In 1861, John Addington Symonds, a twenty-one-year-old student at Oxford who already knew he loved and was attracted to men, hastily wrote out a seeming renunciation of the long love poem he’d written to another young man.

Outrages chronicles the struggle and eventual triumph of Symonds―who would became a poet, biographer, and critic―at a time in British history when even private letters that could be interpreted as homoerotic could be used as evidence in trials leading to harsh sentences under British law.

Drawing on the work of a range of scholars of censorship and of LGBTQ+ legal history, Wolf depicts how state censorship, and state prosecution of same-sex sexuality, played out―decades before the infamous trial of Oscar Wilde―shadowing the lives of people who risked in new ways scrutiny by the criminal justice system. She shows how legal persecutions of writers, and of men who loved men affected Symonds and his contemporaries, including Christina and Dante Gabriel Rossetti, Algernon Charles Swinburne, Walter Pater, and the painter Simeon Solomon. All the while, Walt Whitman’s Leaves of Grass was illicitly crossing the Atlantic and finding its way into the hands of readers who reveled in the American poet’s celebration of freedom, democracy, and unfettered love.

Inspired by Whitman, and despite terrible dangers he faced in doing so, Symonds kept trying, stubbornly, to find a way to express his message―that love and sex between men were not “morbid” and deviant, but natural and even ennobling.

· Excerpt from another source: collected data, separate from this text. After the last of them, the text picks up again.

//! imgbox.com adapter.
//!
//! imgbox has no public API key. An upload is a three step session:
//! 1. `GET /` for the CSRF meta tag and the session cookie
//! 2. `POST /ajax/token/generate` for an upload token and a gallery
//! 3. multipart `POST /upload/process` with the file under `files[]`

use async_trait::async_trait;
use once_cell::sync::Lazy;
use regex::Regex;
use reqwest::header::{HeaderMap, COOKIE, SET_COOKIE};
use reqwest::multipart::{Form, Part};
use serde::Deserialize;
use std::path::Path;
use url::Url;

use super::{absolute_link, excerpt, file_name, mime_for, read_asset, ImageHost, UploadError};

pub const DEFAULT_BASE_URL: &str = "https://imgbox.com";

#[allow(clippy::expect_used)]
static CSRF_META: Lazy<Regex> =
    Lazy::new(|| Regex::new(r#"<meta\s+[^>]*name="csrf-token"[^>]*content="([^"]+)""#).expect("valid csrf regex"));

#[derive(Debug, Deserialize)]
struct UploadToken {
    token_id: serde_json::Value,
    token_secret: String,
    gallery_id: String,
    gallery_secret: String,
}

#[derive(Debug, Deserialize)]
struct ProcessResponse {
    #[serde(default)]
    files: Vec<ProcessedFile>,
}

#[derive(Debug, Deserialize)]
struct ProcessedFile {
    original_url: Option<String>,
    url: Option<String>,
}

struct Session {
    csrf_token: String,
    cookie: String,
}

pub struct ImgboxHost {
    client: reqwest::Client,
    base_url: String,
}

impl ImgboxHost {
    pub fn new(client: reqwest::Client) -> Self {
        Self::with_endpoint(client, DEFAULT_BASE_URL)
    }

    pub fn with_endpoint(client: reqwest::Client, base_url: impl Into<String>) -> Self {
        let base_url = base_url.into().trim_end_matches('/').to_string();
        Self { client, base_url }
    }

    async fn open_session(&self) -> Result<Session, UploadError> {
        let response = self.client.get(format!("{}/", self.base_url)).send().await?;
        let status = response.status();
        let cookie = session_cookie(response.headers());
        let body = response.text().await?;
        if !status.is_success() {
            return Err(UploadError::Status {
                status: status.as_u16(),
                body: excerpt(&body),
            });
        }

        let csrf_token = extract_csrf_token(&body)
            .ok_or_else(|| UploadError::MalformedResponse("csrf-token meta tag not found".to_string()))?;
        Ok(Session { csrf_token, cookie })
    }

    async fn generate_token(&self, session: &Session) -> Result<UploadToken, UploadError> {
        let response = self
            .client
            .post(format!("{}/ajax/token/generate", self.base_url))
            .header("X-CSRF-Token", &session.csrf_token)
            .header(COOKIE, &session.cookie)
            .form(&[("gallery", "true"), ("gallery_title", ""), ("comments_enabled", "0")])
            .send()
            .await?;
        let status = response.status();
        let body = response.text().await?;
        if !status.is_success() {
            return Err(UploadError::Status {
                status: status.as_u16(),
                body: excerpt(&body),
            });
        }
        serde_json::from_str(&body).map_err(|e| UploadError::MalformedResponse(format!("token: {e}")))
    }
}

/// Pulls the token out of `<meta name="csrf-token" content="...">`
pub fn extract_csrf_token(html: &str) -> Option<String> {
    CSRF_META
        .captures(html)
        .and_then(|caps| caps.get(1))
        .map(|m| m.as_str().to_string())
}

/// Folds every `Set-Cookie` into a single `Cookie` header value
fn session_cookie(headers: &HeaderMap) -> String {
    headers
        .get_all(SET_COOKIE)
        .iter()
        .filter_map(|value| value.to_str().ok())
        .filter_map(|value| value.split(';').next())
        .map(str::trim)
        .filter(|pair| !pair.is_empty())
        .collect::<Vec<_>>()
        .join("; ")
}

fn token_id_text(value: &serde_json::Value) -> String {
    match value {
        serde_json::Value::String(s) => s.clone(),
        other => other.to_string(),
    }
}

#[async_trait]
impl ImageHost for ImgboxHost {
    fn tag(&self) -> &str {
        "imgbox"
    }

    fn display_name(&self) -> &str {
        "Imgbox"
    }

    async fn try_upload(&self, location: &Path) -> Result<Url, UploadError> {
        let bytes = read_asset(location).await?;
        let session = self.open_session().await?;
        let token = self.generate_token(&session).await?;

        let part = Part::bytes(bytes)
            .file_name(file_name(location))
            .mime_str(mime_for(location))?;
        let form = Form::new()
            .text("token_id", token_id_text(&token.token_id))
            .text("token_secret", token.token_secret)
            .text("content_type", "1")
            .text("thumbnail_size", "100c")
            .text("gallery_id", token.gallery_id)
            .text("gallery_secret", token.gallery_secret)
            .text("comments_enabled", "0")
            .part("files[]", part);

        let response = self
            .client
            .post(format!("{}/upload/process", self.base_url))
            .header("X-CSRF-Token", &session.csrf_token)
            .header(COOKIE, &session.cookie)
            .multipart(form)
            .send()
            .await?;
        let status = response.status();
        let body = response.text().await?;
        if !status.is_success() {
            return Err(UploadError::Status {
                status: status.as_u16(),
                body: excerpt(&body),
            });
        }

        let processed: ProcessResponse =
            serde_json::from_str(&body).map_err(|e| UploadError::MalformedResponse(format!("upload: {e}")))?;
        let file = processed
            .files
            .into_iter()
            .next()
            .ok_or_else(|| UploadError::MalformedResponse("no files in upload response".to_string()))?;

        let link = file
            .original_url
            .or(file.url)
            .ok_or_else(|| UploadError::MalformedResponse("uploaded file has no URL".to_string()))?;
        absolute_link(&link)
    }
}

He persisted in various genres his entire life. He wrote a strikingly honest secret memoir―which he embargoed for a generation after his death―enclosing keys to a code that the author had used to embed hidden messages in his published work. He wrote the essay A Problem in Modern Ethics that was secretly shared in his lifetime and would become foundational to our modern understanding of human sexual orientation and of LGBTQ+ legal rights. This essay is now rightfully understood as one of the first gay rights manifestos in the English language.

Naomi Wolf’s Outrages is a critically important book, not just for its role in helping to bring to new audiences the story of an oft-forgotten pioneer of LGBTQ+ rights who could not legally fully tell his own story in his lifetime. It is also critically important for what the book has to say about the vital and often courageous roles of publishers, booksellers, and freedom of speech in an era of growing calls for censorship and ever-escalating state violations of privacy. With Outrages, Wolf brings us the inspiring story of one man’s refusal to be silenced, and his belief in a future in which everyone would have the freedom to love and to speak without fear.